• MATERIAL TO PROCESS:

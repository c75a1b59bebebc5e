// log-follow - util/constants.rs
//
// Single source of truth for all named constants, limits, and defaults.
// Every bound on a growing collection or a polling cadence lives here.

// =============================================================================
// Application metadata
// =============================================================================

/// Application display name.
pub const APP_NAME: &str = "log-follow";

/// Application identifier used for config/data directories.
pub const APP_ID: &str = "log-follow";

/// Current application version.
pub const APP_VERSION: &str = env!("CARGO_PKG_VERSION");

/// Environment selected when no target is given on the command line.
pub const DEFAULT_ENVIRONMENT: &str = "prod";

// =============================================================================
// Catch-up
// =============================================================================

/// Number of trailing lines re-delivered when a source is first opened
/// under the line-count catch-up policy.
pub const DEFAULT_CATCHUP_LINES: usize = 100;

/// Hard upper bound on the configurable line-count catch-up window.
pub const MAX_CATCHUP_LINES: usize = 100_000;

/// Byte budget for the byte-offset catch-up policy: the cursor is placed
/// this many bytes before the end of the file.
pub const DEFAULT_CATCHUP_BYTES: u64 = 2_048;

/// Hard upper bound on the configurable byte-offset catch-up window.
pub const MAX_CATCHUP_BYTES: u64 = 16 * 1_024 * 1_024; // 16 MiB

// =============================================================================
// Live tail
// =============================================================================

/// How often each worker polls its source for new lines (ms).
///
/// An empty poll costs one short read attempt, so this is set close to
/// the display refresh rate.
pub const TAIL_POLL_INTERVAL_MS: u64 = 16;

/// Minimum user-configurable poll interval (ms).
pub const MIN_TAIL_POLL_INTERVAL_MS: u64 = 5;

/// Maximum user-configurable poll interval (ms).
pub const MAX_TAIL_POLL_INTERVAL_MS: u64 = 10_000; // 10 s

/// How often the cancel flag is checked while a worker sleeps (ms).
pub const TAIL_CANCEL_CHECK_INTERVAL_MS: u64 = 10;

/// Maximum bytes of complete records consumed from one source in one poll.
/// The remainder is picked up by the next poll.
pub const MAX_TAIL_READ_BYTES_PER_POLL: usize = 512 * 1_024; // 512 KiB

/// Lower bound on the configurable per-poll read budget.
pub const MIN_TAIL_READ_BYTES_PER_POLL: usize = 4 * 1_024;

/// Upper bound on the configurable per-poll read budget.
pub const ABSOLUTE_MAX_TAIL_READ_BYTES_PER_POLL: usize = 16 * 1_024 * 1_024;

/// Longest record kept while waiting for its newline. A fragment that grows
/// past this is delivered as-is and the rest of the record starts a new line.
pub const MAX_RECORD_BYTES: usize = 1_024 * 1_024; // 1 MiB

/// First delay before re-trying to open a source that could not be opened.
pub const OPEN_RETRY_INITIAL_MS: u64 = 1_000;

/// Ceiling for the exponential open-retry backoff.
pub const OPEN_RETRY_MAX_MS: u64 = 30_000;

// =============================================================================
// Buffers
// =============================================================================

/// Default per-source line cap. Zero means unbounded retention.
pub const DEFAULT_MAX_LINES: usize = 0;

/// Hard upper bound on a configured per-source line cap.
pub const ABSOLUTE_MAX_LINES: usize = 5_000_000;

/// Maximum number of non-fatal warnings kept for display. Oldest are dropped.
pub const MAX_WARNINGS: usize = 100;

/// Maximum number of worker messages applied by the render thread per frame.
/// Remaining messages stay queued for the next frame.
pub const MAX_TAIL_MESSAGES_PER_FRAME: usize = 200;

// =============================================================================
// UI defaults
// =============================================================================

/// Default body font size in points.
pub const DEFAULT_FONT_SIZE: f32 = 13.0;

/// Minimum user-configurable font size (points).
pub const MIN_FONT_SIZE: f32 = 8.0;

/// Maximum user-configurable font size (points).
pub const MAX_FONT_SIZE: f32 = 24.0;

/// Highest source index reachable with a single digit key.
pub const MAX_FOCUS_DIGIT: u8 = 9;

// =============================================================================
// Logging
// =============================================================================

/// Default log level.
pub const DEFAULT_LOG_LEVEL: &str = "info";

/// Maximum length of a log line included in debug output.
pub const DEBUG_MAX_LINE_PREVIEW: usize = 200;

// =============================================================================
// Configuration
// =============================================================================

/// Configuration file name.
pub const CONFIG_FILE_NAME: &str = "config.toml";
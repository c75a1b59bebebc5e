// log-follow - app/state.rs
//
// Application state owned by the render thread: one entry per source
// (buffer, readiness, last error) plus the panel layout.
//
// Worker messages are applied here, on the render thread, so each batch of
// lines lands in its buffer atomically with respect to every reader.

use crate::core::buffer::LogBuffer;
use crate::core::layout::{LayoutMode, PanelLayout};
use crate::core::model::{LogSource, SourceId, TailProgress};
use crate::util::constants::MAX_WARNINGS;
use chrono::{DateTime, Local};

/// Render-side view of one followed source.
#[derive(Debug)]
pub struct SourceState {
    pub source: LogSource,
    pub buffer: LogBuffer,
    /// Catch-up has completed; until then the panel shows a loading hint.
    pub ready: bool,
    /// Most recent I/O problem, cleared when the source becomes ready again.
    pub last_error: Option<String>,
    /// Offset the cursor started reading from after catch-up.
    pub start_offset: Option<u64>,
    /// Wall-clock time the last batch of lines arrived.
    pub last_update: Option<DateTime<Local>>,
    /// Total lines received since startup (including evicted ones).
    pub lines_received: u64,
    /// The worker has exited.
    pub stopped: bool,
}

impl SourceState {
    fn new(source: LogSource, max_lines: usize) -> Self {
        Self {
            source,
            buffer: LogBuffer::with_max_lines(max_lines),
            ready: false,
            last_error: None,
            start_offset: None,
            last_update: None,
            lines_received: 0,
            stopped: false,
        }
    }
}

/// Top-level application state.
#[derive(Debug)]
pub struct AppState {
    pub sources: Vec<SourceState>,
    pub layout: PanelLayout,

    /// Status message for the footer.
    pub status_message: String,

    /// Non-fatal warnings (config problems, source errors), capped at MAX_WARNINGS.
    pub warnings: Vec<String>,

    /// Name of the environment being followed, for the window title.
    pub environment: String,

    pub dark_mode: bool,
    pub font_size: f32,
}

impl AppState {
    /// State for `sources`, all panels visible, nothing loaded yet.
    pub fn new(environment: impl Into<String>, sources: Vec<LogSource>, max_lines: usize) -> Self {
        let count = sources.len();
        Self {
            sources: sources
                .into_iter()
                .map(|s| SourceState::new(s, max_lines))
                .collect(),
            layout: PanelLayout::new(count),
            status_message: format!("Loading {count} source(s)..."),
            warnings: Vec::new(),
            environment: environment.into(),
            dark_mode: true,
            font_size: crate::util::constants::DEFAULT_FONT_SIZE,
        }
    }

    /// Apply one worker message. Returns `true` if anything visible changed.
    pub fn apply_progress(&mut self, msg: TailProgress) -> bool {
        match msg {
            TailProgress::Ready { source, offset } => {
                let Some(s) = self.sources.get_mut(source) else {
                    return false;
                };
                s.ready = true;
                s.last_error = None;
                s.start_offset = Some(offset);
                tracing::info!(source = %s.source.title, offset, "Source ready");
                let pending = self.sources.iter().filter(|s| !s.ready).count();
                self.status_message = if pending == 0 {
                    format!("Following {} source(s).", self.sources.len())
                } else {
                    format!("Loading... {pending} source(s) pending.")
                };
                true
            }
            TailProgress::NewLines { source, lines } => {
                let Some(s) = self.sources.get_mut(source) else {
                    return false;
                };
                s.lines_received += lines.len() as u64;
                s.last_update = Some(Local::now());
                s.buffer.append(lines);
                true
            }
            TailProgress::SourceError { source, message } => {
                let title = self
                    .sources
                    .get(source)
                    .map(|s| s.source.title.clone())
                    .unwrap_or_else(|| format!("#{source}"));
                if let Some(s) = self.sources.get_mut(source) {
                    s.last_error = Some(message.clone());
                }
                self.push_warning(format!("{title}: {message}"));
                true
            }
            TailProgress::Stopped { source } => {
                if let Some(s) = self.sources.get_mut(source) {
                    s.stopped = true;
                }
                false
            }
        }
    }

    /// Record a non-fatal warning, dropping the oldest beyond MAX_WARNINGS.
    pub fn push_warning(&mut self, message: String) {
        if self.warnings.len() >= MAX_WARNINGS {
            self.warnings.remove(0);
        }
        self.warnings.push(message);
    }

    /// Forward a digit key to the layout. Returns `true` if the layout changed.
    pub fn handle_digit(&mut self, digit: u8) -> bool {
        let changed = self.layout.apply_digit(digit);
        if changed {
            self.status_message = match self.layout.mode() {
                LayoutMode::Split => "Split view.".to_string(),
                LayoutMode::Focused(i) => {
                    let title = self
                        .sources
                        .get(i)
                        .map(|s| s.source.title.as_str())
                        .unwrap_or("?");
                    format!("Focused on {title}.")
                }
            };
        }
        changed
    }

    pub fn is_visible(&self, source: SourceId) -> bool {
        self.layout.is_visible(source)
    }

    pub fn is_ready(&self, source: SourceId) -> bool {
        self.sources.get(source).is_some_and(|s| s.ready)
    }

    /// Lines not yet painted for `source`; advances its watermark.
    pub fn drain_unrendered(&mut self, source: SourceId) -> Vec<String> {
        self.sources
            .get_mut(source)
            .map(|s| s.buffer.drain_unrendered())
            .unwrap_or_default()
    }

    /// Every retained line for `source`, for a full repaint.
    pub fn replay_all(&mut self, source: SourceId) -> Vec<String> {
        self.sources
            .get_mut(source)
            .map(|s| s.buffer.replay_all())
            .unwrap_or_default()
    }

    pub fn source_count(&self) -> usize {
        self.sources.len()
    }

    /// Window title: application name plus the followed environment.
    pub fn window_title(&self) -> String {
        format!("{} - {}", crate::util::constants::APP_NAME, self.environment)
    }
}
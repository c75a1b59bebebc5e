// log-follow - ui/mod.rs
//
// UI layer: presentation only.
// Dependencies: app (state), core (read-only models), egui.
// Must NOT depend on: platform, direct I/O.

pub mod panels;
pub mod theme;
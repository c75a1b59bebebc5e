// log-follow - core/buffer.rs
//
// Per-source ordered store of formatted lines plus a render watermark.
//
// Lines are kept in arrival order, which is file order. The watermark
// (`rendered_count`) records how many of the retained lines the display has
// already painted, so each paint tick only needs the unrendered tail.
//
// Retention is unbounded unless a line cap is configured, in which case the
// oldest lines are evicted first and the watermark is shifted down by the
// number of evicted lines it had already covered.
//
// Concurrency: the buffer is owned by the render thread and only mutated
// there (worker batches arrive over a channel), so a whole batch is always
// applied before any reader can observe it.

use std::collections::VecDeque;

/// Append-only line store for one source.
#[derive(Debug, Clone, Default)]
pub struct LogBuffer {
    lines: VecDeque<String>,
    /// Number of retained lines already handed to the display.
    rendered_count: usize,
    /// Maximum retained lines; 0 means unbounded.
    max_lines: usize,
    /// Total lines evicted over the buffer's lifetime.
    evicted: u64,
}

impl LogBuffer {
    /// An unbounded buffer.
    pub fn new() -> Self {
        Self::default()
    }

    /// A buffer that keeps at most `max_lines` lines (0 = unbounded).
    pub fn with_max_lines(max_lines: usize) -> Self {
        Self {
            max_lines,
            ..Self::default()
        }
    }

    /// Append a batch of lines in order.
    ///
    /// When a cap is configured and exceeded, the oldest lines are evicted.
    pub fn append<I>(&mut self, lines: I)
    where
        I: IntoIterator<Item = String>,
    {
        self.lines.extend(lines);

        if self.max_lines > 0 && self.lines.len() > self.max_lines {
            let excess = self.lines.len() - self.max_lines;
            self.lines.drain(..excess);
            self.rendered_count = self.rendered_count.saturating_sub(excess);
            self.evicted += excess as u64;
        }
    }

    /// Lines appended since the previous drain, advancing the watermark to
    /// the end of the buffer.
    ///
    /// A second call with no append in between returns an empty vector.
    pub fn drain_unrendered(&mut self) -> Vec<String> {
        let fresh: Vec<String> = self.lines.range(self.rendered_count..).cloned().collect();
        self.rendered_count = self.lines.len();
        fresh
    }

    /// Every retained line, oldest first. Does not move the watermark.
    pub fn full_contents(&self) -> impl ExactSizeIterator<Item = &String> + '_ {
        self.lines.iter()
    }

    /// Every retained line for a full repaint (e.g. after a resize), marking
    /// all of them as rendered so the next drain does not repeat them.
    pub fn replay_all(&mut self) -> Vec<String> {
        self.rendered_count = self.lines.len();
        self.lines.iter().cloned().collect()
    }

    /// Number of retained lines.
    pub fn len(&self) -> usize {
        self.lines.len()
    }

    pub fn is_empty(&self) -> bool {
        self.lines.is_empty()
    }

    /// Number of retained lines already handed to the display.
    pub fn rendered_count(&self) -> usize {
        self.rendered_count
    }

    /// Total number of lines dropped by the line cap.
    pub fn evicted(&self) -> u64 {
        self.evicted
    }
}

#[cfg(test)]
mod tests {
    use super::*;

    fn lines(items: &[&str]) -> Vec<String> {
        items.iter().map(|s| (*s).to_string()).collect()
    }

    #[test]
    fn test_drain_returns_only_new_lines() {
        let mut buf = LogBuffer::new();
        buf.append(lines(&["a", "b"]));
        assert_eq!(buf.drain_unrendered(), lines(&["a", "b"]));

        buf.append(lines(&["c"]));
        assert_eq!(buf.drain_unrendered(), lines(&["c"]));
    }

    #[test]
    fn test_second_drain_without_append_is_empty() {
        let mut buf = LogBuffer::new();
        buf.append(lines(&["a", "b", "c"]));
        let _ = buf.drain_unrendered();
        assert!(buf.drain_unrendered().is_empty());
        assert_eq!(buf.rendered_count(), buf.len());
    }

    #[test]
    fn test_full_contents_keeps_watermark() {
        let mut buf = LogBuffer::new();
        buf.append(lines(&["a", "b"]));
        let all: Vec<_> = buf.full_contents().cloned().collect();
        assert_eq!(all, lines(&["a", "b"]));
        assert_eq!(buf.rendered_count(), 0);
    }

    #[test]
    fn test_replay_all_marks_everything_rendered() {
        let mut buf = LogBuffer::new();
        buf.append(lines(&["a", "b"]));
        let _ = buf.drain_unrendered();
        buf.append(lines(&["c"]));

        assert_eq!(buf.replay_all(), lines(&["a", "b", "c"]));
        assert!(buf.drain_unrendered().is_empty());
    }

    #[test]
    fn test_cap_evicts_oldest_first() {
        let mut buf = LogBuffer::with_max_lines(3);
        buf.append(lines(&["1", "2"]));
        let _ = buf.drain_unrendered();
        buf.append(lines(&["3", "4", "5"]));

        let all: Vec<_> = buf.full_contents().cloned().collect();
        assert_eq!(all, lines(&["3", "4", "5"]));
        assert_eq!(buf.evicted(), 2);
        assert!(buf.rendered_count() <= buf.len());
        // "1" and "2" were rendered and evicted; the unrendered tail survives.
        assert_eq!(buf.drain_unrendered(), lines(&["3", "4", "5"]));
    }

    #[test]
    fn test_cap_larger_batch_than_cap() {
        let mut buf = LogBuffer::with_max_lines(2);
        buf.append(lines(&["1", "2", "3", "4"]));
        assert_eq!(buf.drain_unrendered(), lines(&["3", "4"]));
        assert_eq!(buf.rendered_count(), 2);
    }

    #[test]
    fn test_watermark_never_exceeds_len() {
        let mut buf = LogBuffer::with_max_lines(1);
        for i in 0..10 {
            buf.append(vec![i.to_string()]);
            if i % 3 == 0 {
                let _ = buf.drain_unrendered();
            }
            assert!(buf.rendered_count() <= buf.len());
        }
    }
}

• YOUR INSTRUCTIONS: Where a line of the records contains the word "opened", copy that line.

• RESULT FOR THIS EXERCISE:
/// Number of trailing lines re-delivered when a source is first opened
/// First delay before re-trying to open a source that could not be opened.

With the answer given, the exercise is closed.